We have all been feeling the effects of the COVID-19 virus for over a year now. At this point, some people have celebrated two birthdays, anniversaries, and annual holidays under pandemic conditions. Simultaneously, as of May 8th, there have been more than three million deaths from COVID-19 worldwide. On February 20, 2020, Italy confirmed its first case of COVID-19, and the following day experienced the nation’s first death relating to the virus.
At the outset of the pandemic, Italy provided an example of a successful national lockdown and ways in which community members could feel less isolated without putting themselves in danger. The videos of Italians singing Verdi’s “Va’ pensiero” from their balconies created a boost of morale in ways unseen by most of the world in recent years.
Soon, other countries followed Italy’s example, not only for keeping people safe and healthy but also for how to hold out hope for a pandemic-free future. In the year since Italy’s first COVID-19 case and subsequent death, the country has exceeded 110,000 deaths due to the virus, but also has fully vaccinated approximately twenty percent of its population. The anniversary of COVID-19 has brought about the human necessity to remember deaths, specifically in both secular and religious contexts.
On the weekend of the first anniversary of the first Italian COVID-19 death, Italians held ceremonies – secular and religious – marking the important date. A tree was planted and a plaque was unveiled in the town of Vo Euganeo, the home of Adriano Trevisan, the first Italian to die from COVID-19. The plaque included a quote by poet Ugo Foscolo, reading, “A man never dies if there is someone who remembers him”.

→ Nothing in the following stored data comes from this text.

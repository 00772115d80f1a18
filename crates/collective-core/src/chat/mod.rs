//! Chat session management.
//!
//! `ChatSession` owns the transcript and drives one dispatch per human turn.

pub mod session;
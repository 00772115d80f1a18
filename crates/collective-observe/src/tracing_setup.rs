//! Tracing subscriber initialization with structured logging and optional
//! OpenTelemetry trace export.
//!
//! # Usage
//!
//! ```no_run
//! // Structured logging at `warn` unless RUST_LOG says otherwise
//! collective_observe::tracing_setup::init_tracing("warn", false).unwrap();
//! ```
//!
//! With `enable_otel`, every span (including the `gen_ai.complete` span
//! around each persona's LLM call) is also exported to stdout.

use std::sync::OnceLock;

use opentelemetry::trace::TracerProvider as _;
use opentelemetry_sdk::trace::SdkTracerProvider;
use tracing_subscriber::EnvFilter;
use tracing_subscriber::fmt::format::FmtSpan;
use tracing_subscriber::layer::SubscriberExt;
use tracing_subscriber::util::SubscriberInitExt;

/// Stores the OTel tracer provider so it can be shut down cleanly on exit.
static TRACER_PROVIDER: OnceLock<SdkTracerProvider> = OnceLock::new();

/// Build the filter: `RUST_LOG` when set and valid, else `default_filter`.
fn env_filter(default_filter: &str) -> EnvFilter {
    EnvFilter::try_from_default_env().unwrap_or_else(|_| EnvFilter::new(default_filter))
}

/// Initialize the global tracing subscriber.
///
/// - Always installs a `fmt` layer writing to stderr, so log lines never
///   interleave with the chat transcript on stdout.
/// - When `enable_otel` is true, additionally bridges tracing spans to
///   OpenTelemetry using a stdout exporter.
///
/// # Errors
///
/// Returns an error if the global subscriber has already been set.
pub fn init_tracing(
    default_filter: &str,
    enable_otel: bool,
) -> Result<(), Box<dyn std::error::Error>> {
    let fmt_layer = tracing_subscriber::fmt::layer()
        .with_writer(std::io::stderr)
        .with_target(false);

    if enable_otel {
        let provider = SdkTracerProvider::builder()
            .with_simple_exporter(opentelemetry_stdout::SpanExporter::default())
            .build();
        let tracer = provider.tracer("collective");
        let otel_layer = tracing_opentelemetry::layer().with_tracer(tracer);

        let _ = TRACER_PROVIDER.set(provider.clone());
        opentelemetry::global::set_tracer_provider(provider);

        tracing_subscriber::registry()
            .with(env_filter(default_filter))
            .with(fmt_layer.with_span_events(FmtSpan::CLOSE))
            .with(otel_layer)
            .try_init()?;
    } else {
        tracing_subscriber::registry()
            .with(env_filter(default_filter))
            .with(fmt_layer)
            .try_init()?;
    }

    Ok(())
}

/// Flush pending traces and shut down the OpenTelemetry tracer provider.
///
/// No-op when OTel was not enabled.
pub fn shutdown_tracing() {
    if let Some(provider) = TRACER_PROVIDER.get() {
        if let Err(e) = provider.shutdown() {
            eprintln!("Warning: OTel tracer provider shutdown error: {e}");
        }
    }
}
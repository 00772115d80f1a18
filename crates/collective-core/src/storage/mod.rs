//! Key-value persistence port.
//!
//! The core never touches a storage mechanism directly: stores load and
//! persist through `KvStore`. The file-backed implementation lives in
//! collective-infra.

pub mod kv_store;
pub mod memory;
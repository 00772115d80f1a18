//! Per-persona prompt rendering.
//!
//! `PromptBuilder` turns a conversation history, one persona and the room
//! settings into a single text prompt. Everything here is pure: no IO, no
//! clock, no randomness, so identical inputs render identical prompts.

use collective_types::message::Message;
use collective_types::persona::BotPersona;
use collective_types::room::RoomSettings;

/// Number of most recent messages rendered into a prompt.
pub const HISTORY_WINDOW: usize = 20;

/// Renders prompts for bot personas.
pub struct PromptBuilder;

impl PromptBuilder {
    /// Render the prompt for `persona` in `room` given the conversation so far.
    ///
    /// Only the last [`HISTORY_WINDOW`] messages are included. An empty
    /// history leaves the "Recent Conversation" section empty.
    pub fn build(history: &[Message], persona: &BotPersona, room: &RoomSettings) -> String {
        let mut prompt = String::new();

        prompt.push_str(&format!(
            "You are {}, a character in \"{}\".\n\n",
            persona.name, room.name
        ));
        prompt.push_str(&format!("Setting: {}\n", room.setting));
        prompt.push_str(&format!("Room Context: {}\n\n", room.context));
        prompt.push_str(&format!("Your Personality: {}\n\n", persona.personality));
        prompt.push_str(&format!("System Instructions: {}\n\n", persona.system_prompt));
        prompt.push_str("Recent Conversation:\n");
        prompt.push_str(&Self::conversation_section(history));
        prompt.push_str(&format!(
            "\n\nRespond as {} would, staying true to your personality and the room's setting. \
             Keep responses conversational and engaging.",
            persona.name
        ));

        prompt
    }

    /// Render the trailing history window as `sender: content` lines.
    pub fn conversation_section(history: &[Message]) -> String {
        let start = history.len().saturating_sub(HISTORY_WINDOW);
        history[start..]
            .iter()
            .map(|m| format!("{}: {}", m.sender, m.content))
            .collect::<Vec<_>>()
            .join("\n")
    }

    /// Append the raw human utterance as the final turn of a rendered prompt.
    pub fn final_turn(prompt: &str, persona: &BotPersona, utterance: &str) -> String {
        format!(
            "{prompt}\n\nHuman just said: \"{utterance}\"\n\nRespond as {}:",
            persona.name
        )
    }
}
//! Room configuration store.

use tracing::{debug, info, warn};

use collective_types::error::RepositoryError;
use collective_types::room::{RoomPreset, RoomSettings, RoomSettingsUpdate};

use super::defaults::Catalogue;
use crate::storage::kv_store::{KvStore, load_json, save_json};

/// Storage key for the room settings.
pub const ROOM_SETTINGS_KEY: &str = "collective-room-settings";

/// Holds the single active `RoomSettings`.
#[derive(Debug, Clone)]
pub struct RoomStore {
    settings: RoomSettings,
}

impl RoomStore {
    /// Fresh settings built from the default preset.
    pub fn with_default() -> Self {
        Self {
            settings: RoomSettings::from_preset(&Catalogue::builtin().default_preset),
        }
    }

    pub fn from_settings(settings: RoomSettings) -> Self {
        Self { settings }
    }

    /// Load persisted settings, falling back to the default preset.
    pub async fn load<S: KvStore + ?Sized>(store: &S) -> Self {
        match load_json::<RoomSettings, _>(store, ROOM_SETTINGS_KEY).await {
            Ok(Some(settings)) => {
                debug!(room = %settings.name, "loaded room settings");
                Self { settings }
            }
            Ok(None) => Self::with_default(),
            Err(e) => {
                warn!(error = %e, "failed to load room settings, using default");
                Self::with_default()
            }
        }
    }

    pub async fn persist<S: KvStore + ?Sized>(&self, store: &S) -> Result<(), RepositoryError> {
        save_json(store, ROOM_SETTINGS_KEY, &self.settings).await
    }

    /// Snapshot of the current settings.
    pub fn settings(&self) -> RoomSettings {
        self.settings.clone()
    }

    pub fn current(&self) -> &RoomSettings {
        &self.settings
    }

    pub fn update(&mut self, update: RoomSettingsUpdate) {
        self.settings.apply(update);
    }

    /// Replace the settings from a preset, keeping `id` and `created_at`.
    ///
    /// An unknown preset id falls back to the default preset. Returns the
    /// preset actually applied.
    pub fn apply_preset(&mut self, preset_id: &str) -> &'static RoomPreset {
        let catalogue = Catalogue::builtin();
        let preset = catalogue.preset(preset_id).unwrap_or_else(|| {
            warn!(preset_id, "unknown room preset, applying default");
            &catalogue.default_preset
        });
        self.settings.adopt_preset(preset);
        info!(preset = %preset.id, room = %self.settings.name, "room preset applied");
        preset
    }

    pub fn reset_to_default(&mut self) {
        self.settings
            .adopt_preset(&Catalogue::builtin().default_preset);
    }

    pub fn presets(&self) -> &'static [RoomPreset] {
        &Catalogue::builtin().presets
    }
}

impl Default for RoomStore {
    fn default() -> Self {
        Self::with_default()
    }
}
//! Credential resolution.
//!
//! Bedrock credentials are read from the environment only; nothing secret is
//! ever persisted by the application.

pub mod env;
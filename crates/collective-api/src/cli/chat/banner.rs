//! Welcome banner shown when the room opens.

use std::io::{self, Write};

use console::style;

use collective_types::room::RoomSettings;

/// Write the welcome banner: room identity, roster size and provider status.
pub fn print_welcome_banner(
    out: &mut impl Write,
    room: &RoomSettings,
    active: usize,
    total: usize,
    model: Option<(&str, &str)>,
) -> io::Result<()> {
    writeln!(out)?;
    writeln!(out, "  {}", style(&room.name).cyan().bold())?;
    if !room.description.is_empty() {
        writeln!(out, "  {}", style(&room.description).dim())?;
    }
    writeln!(out)?;
    writeln!(
        out,
        "  {}  {} active of {}",
        style("Personas:").bold(),
        active,
        total
    )?;
    match model {
        Some((model_id, auth)) => writeln!(
            out,
            "  {}     {} {}",
            style("Model:").bold(),
            style(model_id).dim(),
            style(format!("({auth})")).dim()
        )?,
        None => writeln!(
            out,
            "  {}     {}",
            style("Model:").bold(),
            style("not configured; use /connect or set AWS credentials").yellow()
        )?,
    }
    writeln!(out)?;
    writeln!(out, "  {}", style("Type /help for commands, Ctrl+D to exit").dim())?;
    writeln!(out, "  {}", style("---").dim())?;
    writeln!(out)?;
    Ok(())
}

#[cfg(test)]
mod tests {
    use super::*;
    use collective_core::store::room::RoomStore;

    #[test]
    fn test_banner_without_provider() {
        let room = RoomStore::with_default().settings();
        let mut out = Vec::new();
        print_welcome_banner(&mut out, &room, 2, 3, None).unwrap();

        let text = String::from_utf8(out).unwrap();
        assert!(text.contains(&room.name));
        assert!(text.contains("2 active of 3"));
        assert!(text.contains("not configured"));
    }

    #[test]
    fn test_banner_with_provider() {
        let room = RoomStore::with_default().settings();
        let mut out = Vec::new();
        print_welcome_banner(&mut out, &room, 1, 1, Some(("model-x", "bearer token"))).unwrap();

        let text = String::from_utf8(out).unwrap();
        assert!(text.contains("model-x"));
        assert!(text.contains("(bearer token)"));
    }
}
//! Persona store: the room's roster of bot personas.

use std::collections::HashSet;

use tracing::{debug, info, warn};

use collective_types::error::{PersonaError, RepositoryError};
use collective_types::persona::{BotPersona, BotTemplate, NewPersona, PersonaId, PersonaUpdate};

use super::defaults::Catalogue;
use crate::storage::kv_store::{KvStore, load_json, save_json};

/// Storage key for the persona list.
pub const PERSONAS_KEY: &str = "collective-bots";

/// Ordered set of personas with CRUD operations.
///
/// Pure in-memory data; `load` and `persist` move it through a `KvStore`.
#[derive(Debug, Clone)]
pub struct PersonaStore {
    personas: Vec<BotPersona>,
}

impl PersonaStore {
    /// A store seeded with the built-in default personas, each with a fresh id.
    pub fn with_defaults() -> Self {
        Self {
            personas: default_personas(),
        }
    }

    /// A store holding `personas` in order. A persona whose id repeats an
    /// earlier one gets a fresh id.
    pub fn from_personas(personas: Vec<BotPersona>) -> Self {
        Self {
            personas: with_unique_ids(personas),
        }
    }

    /// Load the persisted roster, falling back to the defaults when nothing
    /// is stored or the stored value cannot be read.
    pub async fn load<S: KvStore + ?Sized>(store: &S) -> Self {
        match load_json::<Vec<BotPersona>, _>(store, PERSONAS_KEY).await {
            Ok(Some(personas)) => {
                debug!(count = personas.len(), "loaded personas");
                Self::from_personas(personas)
            }
            Ok(None) => Self::with_defaults(),
            Err(e) => {
                warn!(error = %e, "failed to load personas, using defaults");
                Self::with_defaults()
            }
        }
    }

    /// Write the roster back to the store.
    pub async fn persist<S: KvStore + ?Sized>(&self, store: &S) -> Result<(), RepositoryError> {
        save_json(store, PERSONAS_KEY, &self.personas).await
    }

    pub fn list(&self) -> &[BotPersona] {
        &self.personas
    }

    pub fn get(&self, id: PersonaId) -> Option<&BotPersona> {
        self.personas.iter().find(|p| p.id == id)
    }

    /// Snapshot of the active personas in roster order.
    pub fn active(&self) -> Vec<BotPersona> {
        self.personas.iter().filter(|p| p.is_active).cloned().collect()
    }

    pub fn len(&self) -> usize {
        self.personas.len()
    }

    pub fn is_empty(&self) -> bool {
        self.personas.is_empty()
    }

    /// Append a new persona and return its id.
    pub fn add(&mut self, new: NewPersona) -> PersonaId {
        let persona = BotPersona::from_new(new);
        let id = persona.id;
        info!(persona_id = %id, name = %persona.name, "persona added");
        self.personas.push(persona);
        id
    }

    /// Add an active persona from a catalogue template.
    pub fn add_from_template(
        &mut self,
        template_id: &str,
        custom_name: Option<&str>,
    ) -> Result<PersonaId, PersonaError> {
        let template = Catalogue::builtin()
            .template(template_id)
            .ok_or_else(|| PersonaError::TemplateNotFound(template_id.to_string()))?;
        Ok(self.add(template.instantiate(custom_name)))
    }

    /// Apply a partial update to one persona.
    pub fn update(&mut self, id: PersonaId, update: PersonaUpdate) -> Result<(), PersonaError> {
        let persona = self
            .personas
            .iter_mut()
            .find(|p| p.id == id)
            .ok_or(PersonaError::NotFound(id))?;
        persona.apply(update);
        debug!(persona_id = %id, "persona updated");
        Ok(())
    }

    pub fn set_active(&mut self, id: PersonaId, active: bool) -> Result<(), PersonaError> {
        self.update(
            id,
            PersonaUpdate {
                is_active: Some(active),
                ..Default::default()
            },
        )
    }

    /// Remove a persona and return it.
    pub fn remove(&mut self, id: PersonaId) -> Result<BotPersona, PersonaError> {
        let index = self
            .personas
            .iter()
            .position(|p| p.id == id)
            .ok_or(PersonaError::NotFound(id))?;
        let removed = self.personas.remove(index);
        info!(persona_id = %id, name = %removed.name, "persona removed");
        Ok(removed)
    }

    /// Replace the roster with freshly seeded defaults.
    pub fn reset_to_defaults(&mut self) {
        self.personas = default_personas();
    }

    /// The built-in template catalogue.
    pub fn templates(&self) -> &'static [BotTemplate] {
        &Catalogue::builtin().templates
    }
}

impl Default for PersonaStore {
    fn default() -> Self {
        Self::with_defaults()
    }
}

fn with_unique_ids(mut personas: Vec<BotPersona>) -> Vec<BotPersona> {
    let mut seen = HashSet::with_capacity(personas.len());
    for persona in &mut personas {
        while !seen.insert(persona.id) {
            let fresh = PersonaId::new();
            warn!(old_id = %persona.id, new_id = %fresh, name = %persona.name, "duplicate persona id reassigned");
            persona.id = fresh;
        }
    }
    personas
}

fn default_personas() -> Vec<BotPersona> {
    Catalogue::builtin()
        .default_bots
        .iter()
        .cloned()
        .map(BotPersona::from_new)
        .collect()
}

#[cfg(test)]
mod tests {
    use super::*;
    use crate::storage::memory::InMemoryKvStore;

    #[test]
    fn test_defaults_get_fresh_ids() {
        let a = PersonaStore::with_defaults();
        let b = PersonaStore::with_defaults();
        assert!(!a.is_empty());
        assert_ne!(a.list()[0].id, b.list()[0].id);
    }

    #[test]
    fn test_active_filters_in_order() {
        let mut store = PersonaStore::from_personas(Vec::new());
        let a = store.add(NewPersona::named("A"));
        let b = store.add(NewPersona::named("B"));
        let c = store.add(NewPersona::named("C"));
        store.set_active(b, false).unwrap();

        let active: Vec<PersonaId> = store.active().iter().map(|p| p.id).collect();
        assert_eq!(active, vec![a, c]);
    }

    #[test]
    fn test_add_from_template_with_custom_name() {
        let mut store = PersonaStore::from_personas(Vec::new());
        let template = store.templates()[0].clone();

        let id = store
            .add_from_template(&template.id, Some("Custom"))
            .unwrap();
        let persona = store.get(id).unwrap();
        assert_eq!(persona.name, "Custom");
        assert_eq!(persona.system_prompt, template.system_prompt);
        assert!(persona.is_active);

        let id = store.add_from_template(&template.id, None).unwrap();
        assert_eq!(store.get(id).unwrap().name, template.name);
    }

    #[test]
    fn test_unknown_template_rejected() {
        let mut store = PersonaStore::from_personas(Vec::new());
        let err = store.add_from_template("no-such-template", None).unwrap_err();
        assert!(matches!(err, PersonaError::TemplateNotFound(id) if id == "no-such-template"));
        assert!(store.is_empty());
    }

    #[test]
    fn test_update_and_remove_unknown_id() {
        let mut store = PersonaStore::from_personas(Vec::new());
        let ghost = PersonaId::new();
        assert!(matches!(
            store.update(ghost, PersonaUpdate::default()),
            Err(PersonaError::NotFound(_))
        ));
        assert!(matches!(store.remove(ghost), Err(PersonaError::NotFound(_))));
    }

    #[test]
    fn test_update_and_remove() {
        let mut store = PersonaStore::from_personas(Vec::new());
        let id = store.add(NewPersona::named("Before"));
        store
            .update(
                id,
                PersonaUpdate {
                    name: Some("After".to_string()),
                    ..Default::default()
                },
            )
            .unwrap();
        assert_eq!(store.get(id).unwrap().name, "After");

        let removed = store.remove(id).unwrap();
        assert_eq!(removed.name, "After");
        assert!(store.get(id).is_none());
    }

    #[test]
    fn test_snapshot_is_isolated_from_later_edits() {
        let mut store = PersonaStore::from_personas(Vec::new());
        let id = store.add(NewPersona::named("Alex"));
        let snapshot = store.active();

        store.remove(id).unwrap();
        assert_eq!(snapshot.len(), 1);
        assert_eq!(snapshot[0].name, "Alex");
    }

    #[tokio::test]
    async fn test_persist_and_load_roundtrip() {
        let kv = InMemoryKvStore::new();
        let mut store = PersonaStore::from_personas(Vec::new());
        let id = store.add(NewPersona::named("Kept"));
        store.persist(&kv).await.unwrap();

        let loaded = PersonaStore::load(&kv).await;
        assert_eq!(loaded.len(), 1);
        assert_eq!(loaded.list()[0].id, id);
    }

    #[tokio::test]
    async fn test_load_missing_or_corrupt_falls_back_to_defaults() {
        let kv = InMemoryKvStore::new();
        let loaded = PersonaStore::load(&kv).await;
        assert_eq!(loaded.len(), Catalogue::builtin().default_bots.len());

        kv.set(PERSONAS_KEY, &serde_json::json!("not a list"))
            .await
            .unwrap();
        let loaded = PersonaStore::load(&kv).await;
        assert_eq!(loaded.len(), Catalogue::builtin().default_bots.len());
    }

    #[tokio::test]
    async fn test_load_assigns_missing_ids() {
        let kv = InMemoryKvStore::new();
        kv.set(
            PERSONAS_KEY,
            &serde_json::json!([
                {"name": "Legacy", "personality": "", "systemPrompt": "", "isActive": true}
            ]),
        )
        .await
        .unwrap();

        let loaded = PersonaStore::load(&kv).await;
        assert_eq!(loaded.list()[0].name, "Legacy");
        assert!(loaded.get(loaded.list()[0].id).is_some());
    }

    #[tokio::test]
    async fn test_load_keeps_roster_with_empty_id() {
        let kv = InMemoryKvStore::new();
        let yara = PersonaId::new();
        kv.set(
            PERSONAS_KEY,
            &serde_json::json!([
                {"id": "", "name": "Zed", "personality": "", "systemPrompt": "", "isActive": true},
                {"id": yara.to_string(), "name": "Yara", "personality": "", "systemPrompt": "", "isActive": true}
            ]),
        )
        .await
        .unwrap();

        let loaded = PersonaStore::load(&kv).await;
        let names: Vec<&str> = loaded.list().iter().map(|p| p.name.as_str()).collect();
        assert_eq!(names, vec!["Zed", "Yara"]);
        assert_eq!(loaded.list()[1].id, yara);
        assert_ne!(loaded.list()[0].id, yara);
    }

    #[tokio::test]
    async fn test_load_reassigns_duplicate_ids() {
        let kv = InMemoryKvStore::new();
        let shared = PersonaId::new();
        kv.set(
            PERSONAS_KEY,
            &serde_json::json!([
                {"id": shared.to_string(), "name": "First", "personality": "", "systemPrompt": "", "isActive": true},
                {"id": shared.to_string(), "name": "Second", "personality": "", "systemPrompt": "", "isActive": true}
            ]),
        )
        .await
        .unwrap();

        let loaded = PersonaStore::load(&kv).await;
        let ids: Vec<PersonaId> = loaded.active().iter().map(|p| p.id).collect();
        assert_eq!(ids.len(), 2);
        assert_eq!(ids[0], shared);
        assert_ne!(ids[1], shared);
    }

    #[test]
    fn test_from_personas_reassigns_duplicate_ids() {
        let original = BotPersona::from_new(NewPersona::named("Alex"));
        let copy = BotPersona {
            name: "Alex Copy".to_string(),
            ..original.clone()
        };

        let store = PersonaStore::from_personas(vec![original.clone(), copy]);
        assert_eq!(store.list()[0].id, original.id);
        assert_ne!(store.list()[1].id, original.id);
        assert_eq!(store.list()[1].name, "Alex Copy");
    }
}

While the ceremony performed in Vo and across Italy isn’t Jewish, it bears similarity to the Jewish ritual of observing a yortzeit (the Yiddish word for the series of Jewish practices used to mark the annual anniversary of a person’s death). On a person’s yortzeit, their family and others in mourning mark the day by lighting a memorial candle and reciting an ancient prayer – known as the mourner’s kaddish – in a formal prayer setting. The communal intentionality of mourning in Vo is also similar to the Jewish mourning periods of shiva and shloshim. The rituals and restrictions that characterize those periods of seven and thirty days respectively ensure that the mourners and their community can mark the passage of a loved one, while also discouraging mourners from immediately returning to the rhythms of their everyday life. The way in which the community of Vo stood together to mourn mirrors the way that Jewish communities approach the universal need for communal mourning.
In the face of second birthdays, anniversaries, and holidays during the COVID-19 pandemic, the world begins to observe the first yortzeits for deaths caused by the pandemic. As we become vaccinated and develop the potential for herd immunity from COVID-19, let us hope the number of future COVID-related deaths are limited, and the global community has few new yortzeits to observe.

* This piece is part of a series of articles written by students of Muhlenberg College, Pennsylvania, USA, enrolled in a course on the history and culture of Jewish Italy, taught by Dr. Daniel Leisawitz, Assistant Professor of Italian and Director of the Muhlenberg College Italian Studies Program.